L'etica politica si occupa delle azioni con cui gli individui di una comunità politicamente organizzata (lo Stato, il Comune, ecc.) modellano la loro vita insieme in termini costituzionali, legali, amministrativi, economici, educativi, sanitari, ecc. Queste azioni provengono da organi legislativi o di governo, o da individui che esercitano una funzione di governo, ma sono propriamente azioni della comunità politica che, attraverso i suoi rappresentanti eletti, si dà una forma o un'altra. Così, ad esempio, le leggi che regolano l'istruzione universitaria, o il sistema sanitario, o la tassazione, ecc. sono leggi dello Stato, e non dei deputati Giovanni e Paolo, anche se ne sono stati i promotori.
Il criterio con cui l'etica politica valuta queste azioni della comunità è la loro maggiore o minore conformità al fine per cui gli individui volevano e vogliono tuttora vivere insieme in una società organizzata. Questo fine è chiamato bene comune politico (più semplicemente, ma in modo molto meno accurato, si potrebbe anche chiamare un benessere generale). In breve, l'etica politica considera moralmente buone quelle azioni dell'apparato pubblico (statale, autonomo, comunale, ecc.) che sono conformi e promuovono il bene comune politico, mentre considera moralmente cattive quelle che danneggiano o si oppongono a tale bene.
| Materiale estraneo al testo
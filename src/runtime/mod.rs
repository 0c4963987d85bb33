//! Runtime driving the update loop
//!
//! Everything runs on the embedding UI's single event thread. The
//! runtime owns the model and the host collaborators, feeds messages
//! through `update`, and executes the returned commands. Deferred work
//! is a timer queue of messages; the embedder calls `run_due` from its
//! timer source (and `next_due` to know when to wake).

use crate::commands::Cmd;
use crate::config::ShellConfig;
use crate::host::Host;
use crate::messages::Msg;
use crate::model::{AppModel, ViewMode};
use crate::update::update;

/// Timer queue of deferred messages, keyed by an absolute due time in
/// milliseconds. The clock is whatever monotonic source the embedder
/// passes in; the queue only compares values.
#[derive(Debug, Default)]
pub struct Scheduler {
    entries: Vec<Entry>,
    counter: u64,
}

#[derive(Debug)]
struct Entry {
    due_ms: u64,
    /// Insertion order, to keep delivery stable among equal due times
    order: u64,
    msg: Msg,
}

impl Scheduler {
    pub fn schedule(&mut self, now_ms: u64, delay_ms: u64, msg: Msg) {
        self.counter += 1;
        self.entries.push(Entry {
            due_ms: now_ms + delay_ms,
            order: self.counter,
            msg,
        });
    }

    /// Remove and return every message due at `now_ms`, in due order
    pub fn take_due(&mut self, now_ms: u64) -> Vec<Msg> {
        let mut due: Vec<Entry> = Vec::new();
        let mut rest: Vec<Entry> = Vec::new();
        for entry in self.entries.drain(..) {
            if entry.due_ms <= now_ms {
                due.push(entry);
            } else {
                rest.push(entry);
            }
        }
        self.entries = rest;
        due.sort_by_key(|e| (e.due_ms, e.order));
        due.into_iter().map(|e| e.msg).collect()
    }

    /// Earliest pending due time, if any
    pub fn next_due(&self) -> Option<u64> {
        self.entries.iter().map(|e| e.due_ms).min()
    }

    pub fn is_empty(&self) -> bool {
        self.entries.is_empty()
    }
}

/// The editor shell: model, host collaborators, and the timer queue.
///
/// The embedder constructs it around its own host implementation and
/// forwards UI events as messages via `dispatch`.
pub struct Shell<H: Host> {
    model: AppModel,
    host: H,
    scheduler: Scheduler,
    needs_redraw: bool,
}

impl<H: Host> Shell<H> {
    pub fn new(host: H, config: ShellConfig) -> Self {
        Self {
            model: AppModel::new(config),
            host,
            scheduler: Scheduler::default(),
            needs_redraw: false,
        }
    }

    pub fn model(&self) -> &AppModel {
        &self.model
    }

    pub fn host(&self) -> &H {
        &self.host
    }

    pub fn host_mut(&mut self) -> &mut H {
        &mut self.host
    }

    /// Process one message and execute the resulting command
    pub fn dispatch(&mut self, msg: Msg, now_ms: u64) {
        let cmd = Cmd::from_option(update(&mut self.model, &mut self.host, msg));
        self.run_cmd(cmd, now_ms);
    }

    /// Switch to the other view mode, honoring the configured
    /// position-preservation default
    pub fn toggle_mode(&mut self, now_ms: u64) {
        let mode = match self.model.mode {
            ViewMode::Source => ViewMode::Rendered,
            ViewMode::Rendered => ViewMode::Source,
        };
        let preserve = self.model.config.preserve_position;
        self.dispatch(Msg::switch_mode(mode, preserve), now_ms);
    }

    /// Deliver every timer message due at `now_ms`
    pub fn run_due(&mut self, now_ms: u64) {
        for msg in self.scheduler.take_due(now_ms) {
            self.dispatch(msg, now_ms);
        }
    }

    /// When the embedder should next call `run_due`
    pub fn next_due(&self) -> Option<u64> {
        self.scheduler.next_due()
    }

    /// Consume the pending redraw request, if one accumulated
    pub fn take_redraw(&mut self) -> bool {
        std::mem::take(&mut self.needs_redraw)
    }

    fn run_cmd(&mut self, cmd: Cmd, now_ms: u64) {
        match cmd {
            Cmd::None => {}
            Cmd::Redraw => self.needs_redraw = true,
            Cmd::Schedule { delay_ms, msg } => self.scheduler.schedule(now_ms, delay_ms, *msg),
            Cmd::Batch(cmds) => {
                for cmd in cmds {
                    self.run_cmd(cmd, now_ms);
                }
            }
        }
    }
}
Naturalmente, ora stiamo parlando di morale politica, che non coincide esattamente con la morale di cui si occupa l'etica personale, anche se è legata ad essa, a volte molto strettamente. In effetti, le azioni politicamente immorali a volte derivano dalla disonestà personale... ma non sempre. Possono anche derivare da semplice incompetenza, o da categorie ideologiche, o da concezioni economiche errate che alcuni sostengono in buona fede. Per l'etica politica, non è tanto la buona (o cattiva) fede a essere decisiva, quanto piuttosto il conformismo e la promozione del benessere generale.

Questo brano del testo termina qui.